Yazathura of Talok (တလုပ် ရာဇသူရ, /my/; or more commonly known as Yazathu, /my/) was governor Talok (in present-day central Myanmar) during the late 14th and early 15th centuries. A son-in-law of King Swa Saw Ke of Ava, Yazathu also served as a regimental commander in the Royal Ava Army. He participated in the first three wars against the southern Hanthawaddy kingdom.

==Brief==
According to the royal chronicles, Yazathura (often shortened to Yazathu) was born to Princess Saw Min Hla of Pinya and Min Maha of Nyaungyan during the Pinya period. He was descended from the Pagan royal line through his father, and from both Pinya and Pagan royal lines through his mother. His paternal grandfather Min Letya was governor of Nyaungyan and ten towns, and his maternal grandfather was King Kyawswa I of Pinya (r. 1344–1350).

Yazathu was married to Princess Min Padamya, the eldest daughter of King Swa Saw Ke of Ava (r. 1367–1400). He was appointed governor of Talok, about 80 km southwest of Ava (Inwa), c. 1383/84. (Note: The narratives in the Maha Yazawin and Hmannan Yazawin chronicles are ambiguous; they can be read as Yazathu being appointed governor of Talok in 1368 or in the early 1380s.
- The Maha Yazawin (1724) first mentions Yazathu as governor of Talok in the section about the governors of the kingdom, which follows Swa's coronation ceremony on the new year's day of 730 ME (29 March 1368).
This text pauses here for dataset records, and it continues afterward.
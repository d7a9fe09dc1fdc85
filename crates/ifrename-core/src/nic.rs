//! Discovered NICs and the binding records resolved from them.

use crate::validate;
use serde::{Deserialize, Serialize};
use std::fmt;

/// One physical NIC as reported by discovery.
///
/// Only read by this crate; discovery itself happens elsewhere.
#[derive(Debug, Clone, PartialEq, Eq, Serialize, Deserialize)]
pub struct NicDescriptor {
    /// MAC address.
    pub mac: String,
    /// PCI bus location.
    pub pci: String,
    /// Physical port name, when the naming policy produced one.
    #[serde(default)]
    pub ppn: Option<String>,
    /// SMBIOS label, when the firmware provides one.
    #[serde(default)]
    pub label: Option<String>,
}

impl NicDescriptor {
    /// Creates a descriptor without ppn or label.
    #[must_use]
    pub fn new(mac: impl Into<String>, pci: impl Into<String>) -> Self {
        Self {
            mac: mac.into(),
            pci: pci.into(),
            ppn: None,
            label: None,
        }
    }

    /// Sets the physical port name.
    #[must_use]
    pub fn with_ppn(mut self, ppn: impl Into<String>) -> Self {
        self.ppn = Some(ppn.into());
        self
    }

    /// Sets the SMBIOS label.
    #[must_use]
    pub fn with_label(mut self, label: impl Into<String>) -> Self {
        self.label = Some(label.into());
        self
    }
}

/// A resolved naming decision: the NIC at `mac`/`pci` becomes `target`.
#[derive(Debug, Clone, PartialEq, Eq, Hash, Serialize, Deserialize)]
pub struct MacPci {
    mac: String,
    pci: String,
    target: String,
}

impl MacPci {
    /// Creates a binding record. The MAC is normalised to lowercase.
    ///
    /// # Errors
    ///
    /// Returns error if the MAC or PCI address is malformed or the target is
    /// empty.
    pub fn new(mac: &str, pci: &str, target: &str) -> Result<Self, BindingError> {
        if !validate::is_mac(mac) {
            return Err(BindingError::InvalidMac {
                mac: mac.to_string(),
            });
        }
        if !validate::is_pci(pci) {
            return Err(BindingError::InvalidPci {
                pci: pci.to_string(),
            });
        }
        if target.is_empty() {
            return Err(BindingError::EmptyTarget);
        }
        Ok(Self {
            mac: mac.to_ascii_lowercase(),
            pci: pci.to_string(),
            target: target.to_string(),
        })
    }

    /// Returns the MAC address (lowercase).
    #[must_use]
    pub fn mac(&self) -> &str {
        &self.mac
    }

    /// Returns the PCI bus location.
    #[must_use]
    pub fn pci(&self) -> &str {
        &self.pci
    }

    /// Returns the interface name to assign.
    #[must_use]
    pub fn target(&self) -> &str {
        &self.target
    }
}

impl fmt::Display for MacPci {
    fn fmt(&self, f: &mut fmt::Formatter<'_>) -> fmt::Result {
        write!(f, "{} {} -> {}", self.mac, self.pci, self.target)
    }
}

/// Why a binding record could not be built.
#[derive(Debug, Clone, PartialEq, Eq, thiserror::Error)]
pub enum BindingError {
    /// MAC address is malformed.
    #[error("invalid MAC address '{mac}'")]
    InvalidMac {
        /// The malformed MAC.
        mac: String,
    },

    /// PCI address is malformed.
    #[error("invalid PCI address '{pci}'")]
    InvalidPci {
        /// The malformed PCI address.
        pci: String,
    },

    /// Target name is empty.
    #[error("target name must not be empty")]
    EmptyTarget,
}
Thus, it can be construed that Yazathu was appointed on or shortly after that date. A few pages later, the chronicle says Saw Me, the governor of Talok, was appointed as the vassal king of Arakan in 1380/81. It subsequently identifies Yazathu as governor of Talok, participating in the Ava–Hanthawaddy War (1385–1391).
- The Yazawin Thit (1798) removes the initial section about the governors. It says Saw Me was governor of Talok in 1380/81 when he was transferred to Arakan, and later identifies Yazathu as governor of Talok participating in the Ava–Hanthawaddy War (1385–1391).
- The Hmannan Yazawin (1832) simply follows the Maha Yazawin's ambiguous narrative.
- Historian Michael Aung-Thwin places Yazathu's appointment in 1367/68 as part of Swa's coronation ceremony, citing the Maha Yazawin's initial narrative.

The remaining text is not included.